Common Type System—Variable Argument Methods
Variable Argument Methods
Ever since the old C-style printf function has there been support for variable-length arguments in
programming languages. This permits methods to accept a number of arguments whose count is not
known at compile time. Callers of the method are free to pass an unbounded set of arguments at invocation.
The method body itself uses special constructs to extract and work with such arguments.
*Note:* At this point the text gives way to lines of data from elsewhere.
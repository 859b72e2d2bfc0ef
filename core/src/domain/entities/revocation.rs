//! Revocation ledger entities.

use chrono::{DateTime, Utc};
use serde::{Deserialize, Serialize};
use sha2::{Digest, Sha256};
use std::fmt;

/// SHA-256 of the full token string, hex encoded.
///
/// The whole token is hashed, signature included, so two tokens carrying the
/// same claim are revoked independently.
#[derive(Clone, PartialEq, Eq, Hash, Serialize, Deserialize)]
pub struct Fingerprint(String);

impl Fingerprint {
    /// Length of the hex encoding
    pub const LEN: usize = 64;

    pub fn of_token(token: &str) -> Self {
        let mut hasher = Sha256::new();
        hasher.update(token.as_bytes());
        Self(hex::encode(hasher.finalize()))
    }

    /// Wraps a fingerprint read back from storage
    pub fn from_hex(value: impl Into<String>) -> Self {
        Self(value.into())
    }

    pub fn as_str(&self) -> &str {
        &self.0
    }

    /// First 12 characters, enough to correlate log lines
    pub fn short(&self) -> &str {
        self.0.get(..12).unwrap_or(&self.0)
    }
}

impl fmt::Debug for Fingerprint {
    fn fmt(&self, f: &mut fmt::Formatter<'_>) -> fmt::Result {
        write!(f, "Fingerprint({})", self.short())
    }
}

impl fmt::Display for Fingerprint {
    fn fmt(&self, f: &mut fmt::Formatter<'_>) -> fmt::Result {
        f.write_str(&self.0)
    }
}

/// One row of the revocation ledger. `expires_at` is always the expiry of
/// the revoked token itself, never later.
#[derive(Debug, Clone, PartialEq, Eq, Serialize, Deserialize)]
pub struct RevocationRecord {
    pub fingerprint: Fingerprint,
    pub expires_at: DateTime<Utc>,
}

impl RevocationRecord {
    pub fn new(fingerprint: Fingerprint, expires_at: DateTime<Utc>) -> Self {
        Self {
            fingerprint,
            expires_at,
        }
    }

    /// Eligible for purge once strictly past its expiry
    pub fn is_expired_at(&self, now: DateTime<Utc>) -> bool {
        self.expires_at < now
    }
}

/// Outcome of one purge run
#[derive(Debug, Clone, PartialEq, Eq, Serialize, Deserialize)]
pub struct PurgeReport {
    /// Number of ledger rows removed
    pub deleted: usize,
    /// Cut-off used for the run
    pub ran_at: DateTime<Utc>,
    /// True when the run was skipped because another purge was in progress
    #[serde(default)]
    pub skipped: bool,
}
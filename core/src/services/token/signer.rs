//! HMAC-SHA256 token signing, issuance and verification

use chrono::{DateTime, Duration, Utc};
use constant_time_eq::constant_time_eq;
use hmac::{Hmac, Mac};
use sha2::Sha256;
use std::fmt;
use tracing::debug;
use validator::ValidateEmail;

use crate::domain::entities::claim::{IdentityClaim, Role};
use crate::errors::{DomainError, DomainResult, TokenError};

use super::codec::{TokenCodec, MAX_TOKEN_LEN, SEPARATOR};
use super::config::TokenServiceConfig;

type HmacSha256 = Hmac<Sha256>;

/// A freshly issued token together with the claim it carries
#[derive(Debug, Clone, PartialEq, Eq)]
pub struct IssuedToken {
    pub token: String,
    pub claim: IdentityClaim,
}

/// Signs and verifies tokens with the shared secret.
///
/// Holds no mutable state: the keyed MAC is prepared once and cloned per call,
/// so a single instance can be shared across every request handler.
#[derive(Clone)]
pub struct TokenSigner {
    mac: HmacSha256,
    ttl: Duration,
}

impl fmt::Debug for TokenSigner {
    fn fmt(&self, f: &mut fmt::Formatter<'_>) -> fmt::Result {
        f.debug_struct("TokenSigner")
            .field("secret", &"[REDACTED]")
            .field("ttl", &self.ttl)
            .finish()
    }
}

impl TokenSigner {
    /// Creates a signer from configuration
    ///
    /// # Returns
    ///
    /// * `Ok(TokenSigner)` - Ready to issue and verify
    /// * `Err(DomainError)` - Empty secret or non-positive lifetime
    pub fn new(config: TokenServiceConfig) -> DomainResult<Self> {
        if config.secret.is_empty() {
            return Err(DomainError::Internal {
                message: "token secret must not be empty".to_string(),
            });
        }
        if config.ttl <= Duration::zero() {
            return Err(DomainError::validation("token lifetime must be positive"));
        }

        let mac = HmacSha256::new_from_slice(config.secret.expose().as_bytes()).map_err(|_| {
            DomainError::Internal {
                message: "invalid token secret".to_string(),
            }
        })?;

        Ok(Self {
            mac,
            ttl: config.ttl,
        })
    }

    /// Creates a signer with the given secret and the default 7 day lifetime
    pub fn with_secret(secret: impl Into<String>) -> DomainResult<Self> {
        Self::new(TokenServiceConfig::new(secret))
    }

    /// Default lifetime applied by [`TokenSigner::issue`]
    pub fn ttl(&self) -> Duration {
        self.ttl
    }

    /// Hex MAC over the encoded payload bytes
    pub fn sign(&self, encoded_payload: &str) -> String {
        let mut mac = self.mac.clone();
        mac.update(encoded_payload.as_bytes());
        hex::encode(mac.finalize().into_bytes())
    }

    /// Issues a token with the configured lifetime
    pub fn issue(&self, subject: &str, email: &str, role: Role) -> DomainResult<IssuedToken> {
        self.issue_at(subject, email, role, self.ttl, Utc::now())
    }

    /// Issues a token with an explicit lifetime
    pub fn issue_with_ttl(
        &self,
        subject: &str,
        email: &str,
        role: Role,
        ttl: Duration,
    ) -> DomainResult<IssuedToken> {
        self.issue_at(subject, email, role, ttl, Utc::now())
    }

    /// Issues a token as of `now`
    ///
    /// # Returns
    ///
    /// * `Ok(IssuedToken)` - The token string and the embedded claim
    /// * `Err(DomainError::Validation)` - Empty subject, malformed email, ttl out of
    ///   range, or a token too long to ever be verified
    pub fn issue_at(
        &self,
        subject: &str,
        email: &str,
        role: Role,
        ttl: Duration,
        now: DateTime<Utc>,
    ) -> DomainResult<IssuedToken> {
        if subject.trim().is_empty() {
            return Err(DomainError::validation("subject must not be empty"));
        }
        if !email.validate_email() {
            return Err(DomainError::validation("email is not valid"));
        }
        if ttl <= Duration::zero() || now.checked_add_signed(ttl).is_none() {
            return Err(DomainError::validation("token lifetime out of range"));
        }

        let claim = IdentityClaim::new(subject, email, role, ttl, now);
        let payload = TokenCodec::encode(&claim);
        let signature = self.sign(&payload);
        let token = format!("{}{}{}", payload, SEPARATOR, signature);
        if token.len() > MAX_TOKEN_LEN {
            return Err(DomainError::validation("token too long"));
        }

        debug!(
            subject = %claim.subject,
            role = %claim.role,
            expires_at = claim.expires_at,
            "Issued token"
        );

        Ok(IssuedToken { token, claim })
    }

    /// Verifies signature and expiry against the current time
    pub fn verify(&self, token: &str) -> Result<IdentityClaim, TokenError> {
        self.verify_at(token, Utc::now())
    }

    /// Verifies a token as of `now`.
    ///
    /// Decode first, then signature (constant-time), then expiry. The
    /// revocation ledger is not consulted here.
    pub fn verify_at(&self, token: &str, now: DateTime<Utc>) -> Result<IdentityClaim, TokenError> {
        let parts = TokenCodec::split(token)?;
        let claim = TokenCodec::decode_payload(parts.payload)?;

        let expected = self.sign(parts.payload);
        if !constant_time_eq(expected.as_bytes(), parts.signature.as_bytes()) {
            return Err(TokenError::BadSignature);
        }

        if claim.is_expired_at(now) {
            return Err(TokenError::Expired);
        }

        Ok(claim)
    }
}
The CTS actually supports variable arguments directly in the IL, through the use of the vararg method
modifier. Such methods then use the arglist instruction to obtain an instance of System.ArgIterator
for purposes of walking the incoming list of arguments. The method signature doesn’t even mention the
type of arguments.
However, many languages (e.g., C#) use an entirely different convention for variable argument methods.
These languages use arrays to represent the variable portion of their arguments and mark the method
with the System.ParamArrayAttribute custom attribute. The calling convention is such that callers
passing variable-length arguments pack them into an array, and the method itself simply works with the
array. For example, consider this example in C#, using the params keyword:
void PrintOut(params object[] data) { foreach (object o in data) Console.WriteLine(o); } PrintOut("hello", 5, new DateTime(10, 10, 1999));
C# will turn the invocation to PrintOut into IL, which constructs an array, packs the string "Hello",
the int 5, and the DateTime representing 10/10/1999 into it, and passes that as the data argument.
The PrintOut function then just deals with data as any ordinary array.